Tuesday, February 08, 2011

Record Madness

Since my mother Sheila moved into assisted living last year, my sister Heather and I have been working on various projects to get the house ready for sale and to make as much money for our mother as possible.
One of my main jobs is to try to arrange, place in order and/or classify my late father Edward's record collection; this collection dates back to his first purchases from the 1940s (Frank Sinatra, Stan Kenton, tons of other vocalists and big bands), as well as some from earlier that he obtained through various methods (including some Fats Waller, Pete Johnson, tons of opera and show tunes and other jazz).
As I have worked on this, one main concern/problem that many of you readers who have worked with record collections in one way or another for years have also come across has been the actual identity of the records. That means not only making sure something is a first edition, but also the larger and more time-consuming concern of "is the record in the jacket/container the same one the jacket itself states?"
I have almost too many examples to mention, but here are a few: my father has two of the same Fats Waller compilation folding holders, each containing four 78s, but neither one contains any actual Fats Waller records. He does have a few Fats Waller records elsewhere in his collection, none from these jackets.
I also have right in my lap a dark blue record jacket with silver writing, containing a Capitol Records logo with the nation's Capitol Building and the words "Long Playing" underneath it, with the title "Music Out of the Moon: Music Unusual Featuring the Theremin;" apparently, the number is H2000. On the back, the notes state that "Harry Revel created the basic 'idea' and themes, while Leslie Baxter, arranger and conductor, has given them appropriately unique tone color..." The Theremin itself on this recording is played by Dr. Samuel J. Hoffman, and the song titles are "Lunar Rhapsody," "Moon Moods," "Lunette," "Celestial Nocturne," "Mist O' the Moon" and "Radar Blues." My research shows that this 33 1/3 RPM record, or at least jacket, is a 1950 reissue of the 1947 original release.

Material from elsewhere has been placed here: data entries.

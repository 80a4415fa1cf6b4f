//! Response rendering.
//!
//! # Responsibilities
//! - Turn a `MockResponse` into an HTTP response
//! - Serialize bodies as JSON, leave absent bodies empty
//! - Render not-found as a bare 404
//!
//! # Design Decisions
//! - Variant headers are applied last, so they may override `content-type`
//! - Header names or values that HTTP cannot carry are skipped with a warning

use axum::body::Body;
use axum::http::header::CONTENT_TYPE;
use axum::http::{HeaderName, HeaderValue, StatusCode};
use axum::response::{IntoResponse, Response};

use crate::response::MockResponse;

impl IntoResponse for MockResponse {
    fn into_response(self) -> Response {
        let mut response = match self.body {
            None => Response::new(Body::empty()),
            Some(body) => match serde_json::to_vec(&body) {
                Ok(bytes) => {
                    let mut response = Response::new(Body::from(bytes));
                    response
                        .headers_mut()
                        .insert(CONTENT_TYPE, HeaderValue::from_static("application/json"));
                    response
                }
                Err(e) => {
                    tracing::error!(error = %e, "Failed to serialize response body");
                    return StatusCode::INTERNAL_SERVER_ERROR.into_response();
                }
            },
        };

        *response.status_mut() = StatusCode::from_u16(self.status).unwrap_or(StatusCode::INTERNAL_SERVER_ERROR);

        for (name, value) in self.headers {
            match (HeaderName::from_bytes(name.as_bytes()), HeaderValue::from_str(&value)) {
                (Ok(name), Ok(value)) => {
                    response.headers_mut().insert(name, value);
                }
                _ => tracing::warn!(header = %name, "Skipping header that is not valid HTTP"),
            }
        }
        response
    }
}

/// Response for requests no route matches.
pub fn not_found() -> Response {
    StatusCode::NOT_FOUND.into_response()
}

#[cfg(test)]
mod tests {
    use super::*;
    use serde_json::json;
    use std::collections::BTreeMap;

    fn mock(body: Option<serde_json::Value>, headers: &[(&str, &str)]) -> MockResponse {
        MockResponse {
            status: 201,
            headers: headers
                .iter()
                .map(|(k, v)| (k.to_string(), v.to_string()))
                .collect::<BTreeMap<_, _>>(),
            body,
        }
    }

    #[tokio::test]
    async fn test_json_body() {
        let response = mock(Some(json!({"a": 1})), &[("X-Custom", "yes")]).into_response();
        assert_eq!(response.status(), StatusCode::CREATED);
        assert_eq!(response.headers()[CONTENT_TYPE], "application/json");
        assert_eq!(response.headers()["x-custom"], "yes");
        let bytes = axum::body::to_bytes(response.into_body(), usize::MAX).await.unwrap();
        assert_eq!(&bytes[..], br#"{"a":1}"#);
    }

    #[tokio::test]
    async fn test_empty_body() {
        let response = mock(None, &[]).into_response();
        assert!(response.headers().get(CONTENT_TYPE).is_none());
        let bytes = axum::body::to_bytes(response.into_body(), usize::MAX).await.unwrap();
        assert!(bytes.is_empty());
    }

    #[test]
    fn test_variant_overrides_content_type_and_skips_bad_headers() {
        let response = mock(
            Some(json!("plain")),
            &[("content-type", "text/plain"), ("bad header", "x"), ("x-ok", "line\nbreak")],
        )
        .into_response();
        assert_eq!(response.headers()[CONTENT_TYPE], "text/plain");
        assert_eq!(response.headers().len(), 1);
    }

    #[tokio::test]
    async fn test_not_found_is_bare() {
        let response = not_found();
        assert_eq!(response.status(), StatusCode::NOT_FOUND);
        let bytes = axum::body::to_bytes(response.into_body(), usize::MAX).await.unwrap();
        assert!(bytes.is_empty());
    }
}
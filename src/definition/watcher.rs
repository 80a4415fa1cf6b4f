//! Definition tree watcher for hot reload.

use std::path::{Path, PathBuf};
use std::time::Duration;

use notify::{Config, Event, RecommendedWatcher, RecursiveMode, Watcher};
use tokio::sync::mpsc;

use crate::definition::source::{compile, CompileMode};
use crate::routing::Registry;

/// A watcher that recompiles the API root whenever a file changes.
pub struct DefinitionWatcher {
    root: PathBuf,
    mode: CompileMode,
    update_tx: mpsc::UnboundedSender<Registry>,
}

impl DefinitionWatcher {
    /// Create a new DefinitionWatcher.
    ///
    /// Returns the watcher and a receiver for freshly compiled registries.
    pub fn new(root: &Path, mode: CompileMode) -> (Self, mpsc::UnboundedReceiver<Registry>) {
        let (update_tx, update_rx) = mpsc::unbounded_channel();

        (
            Self {
                root: root.to_path_buf(),
                mode,
                update_tx,
            },
            update_rx,
        )
    }

    /// Start watching the tree in a background thread.
    ///
    /// The returned watcher must be kept alive for events to flow.
    pub fn run(self) -> Result<RecommendedWatcher, notify::Error> {
        let tx = self.update_tx.clone();
        let root = self.root.clone();
        let mode = self.mode;

        let mut watcher = RecommendedWatcher::new(
            move |res: notify::Result<Event>| match res {
                Ok(event) => {
                    if event.kind.is_modify() || event.kind.is_create() || event.kind.is_remove() {
                        tracing::info!(paths = ?event.paths, "Definition change detected, recompiling...");
                        match compile(&root, mode) {
                            Ok(compiled) => {
                                if tx.send(compiled.registry).is_err() {
                                    tracing::debug!("Registry receiver dropped, ignoring change");
                                }
                            }
                            Err(e) => {
                                tracing::error!("Failed to recompile definitions: {}. Keeping current routes.", e);
                            }
                        }
                    }
                }
                Err(e) => tracing::error!("Watch error: {:?}", e),
            },
            Config::default().with_poll_interval(Duration::from_secs(2)),
        )?;

        watcher.watch(&self.root, RecursiveMode::Recursive)?;

        tracing::info!(root = ?self.root, "Definition watcher started");
        Ok(watcher)
    }
}
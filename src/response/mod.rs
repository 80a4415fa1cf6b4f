//! Response resolution.
//!
//! # Data Flow
//! ```text
//! (Variant, Captures)
//!     → resolver.rs (status + headers copied, body cloned)
//!     → inject (every object key named like a capture gets the captured string)
//!     → MockResponse handed to the HTTP adapter
//! ```
//!
//! # Design Decisions
//! - Injection only touches the body; headers and status are served as parsed
//! - Bodies are acyclic JSON literals, so the walk needs no depth guard

pub mod resolver;

pub use resolver::{inject, resolve, MockResponse};
//! Configuration validation.
//!
//! # Responsibilities
//! - Semantic validation (serde handles syntactic)
//! - Validate addresses, URL prefixes and value ranges
//! - Check that startup states name a state to activate
//!
//! # Design Decisions
//! - Returns all validation errors, not just first
//! - Validation is pure function: MockConfig → Result<(), Vec<ValidationError>>
//! - Runs before config is accepted into the system

use std::net::SocketAddr;

use thiserror::Error;

use crate::config::schema::MockConfig;

/// A semantic problem in an otherwise well-formed config.
#[derive(Debug, Clone, PartialEq, Eq, Error)]
pub enum ValidationError {
    #[error("{field}: `{value}` is not a valid socket address")]
    InvalidAddress { field: &'static str, value: String },

    #[error("{field}: `{value}` must start with `/` and must not end with `/`")]
    InvalidPrefix { field: &'static str, value: String },

    #[error("admin.prefix `{prefix}` must not be served under api.base_url `{base_url}`")]
    AdminInsideApi { prefix: String, base_url: String },

    #[error("timeouts.request_secs must be greater than zero")]
    ZeroTimeout,

    #[error("states[{index}] for `{route}` has no state to activate")]
    EmptyState { index: usize, route: String },
}

/// Validate a deserialized configuration.
pub fn validate_config(config: &MockConfig) -> Result<(), Vec<ValidationError>> {
    let mut errors = Vec::new();

    check_address(&mut errors, "listener.bind_address", &config.listener.bind_address);
    if config.observability.metrics_enabled {
        check_address(&mut errors, "observability.metrics_address", &config.observability.metrics_address);
    }

    let base_url = config.api.base_url.as_str();
    if base_url != "/" {
        check_prefix(&mut errors, "api.base_url", base_url);
    }
    if config.admin.enabled {
        let prefix = config.admin.prefix.as_str();
        check_prefix(&mut errors, "admin.prefix", prefix);
        if base_url != "/" && is_under(prefix, base_url) {
            errors.push(ValidationError::AdminInsideApi {
                prefix: prefix.to_string(),
                base_url: base_url.to_string(),
            });
        }
    }

    if config.timeouts.request_secs == 0 {
        errors.push(ValidationError::ZeroTimeout);
    }

    for (index, update) in config.states.iter().enumerate() {
        if update.state.as_deref().map_or(true, str::is_empty) {
            errors.push(ValidationError::EmptyState {
                index,
                route: update.route.clone(),
            });
        }
    }

    if errors.is_empty() {
        Ok(())
    } else {
        Err(errors)
    }
}

fn check_address(errors: &mut Vec<ValidationError>, field: &'static str, value: &str) {
    if value.parse::<SocketAddr>().is_err() {
        errors.push(ValidationError::InvalidAddress {
            field,
            value: value.to_string(),
        });
    }
}

fn check_prefix(errors: &mut Vec<ValidationError>, field: &'static str, value: &str) {
    if !value.starts_with('/') || value.ends_with('/') {
        errors.push(ValidationError::InvalidPrefix {
            field,
            value: value.to_string(),
        });
    }
}

fn is_under(path: &str, prefix: &str) -> bool {
    path == prefix || path.strip_prefix(prefix).is_some_and(|rest| rest.starts_with('/'))
}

So, what is my concern/problem? The record inside this very cool and fascinating jacket is "Andre Kostelanetz and his Orchestra in Eight All-Time Hits," Columbia Masterworks ML2106. The songs are "One of Those Things," "If There Is Someone Lovelier Than You," "Frenesi" and "The Very Thought of You," b/w "I'll Follow My Secret Heart," "You and the Night and the Music," "Beautiful Love" and "Carousel Waltz."
On the other hand, I also have in my lap "The King Cole Trio," again on Capitol Records, a four-record, eight-song album (Album A-8) with a very nice red, yellow, grey, black and white cover released in 1944. Inside are the actual four records that are supposed to be here: "Sweet Lorraine" b/w "Embraceable You," "Prelude in C Sharp Minor" b/w "What Is This Thing Called Love?" "It's Only a Paper Moon" b/w "Easy Listenin' Blues" and "The Man I Love" b/w "Body and Soul."
I have to admit that it is a very enjoyable concern/problem to have to go through my father's records, and one no doubt I'll be writing about more as it continues.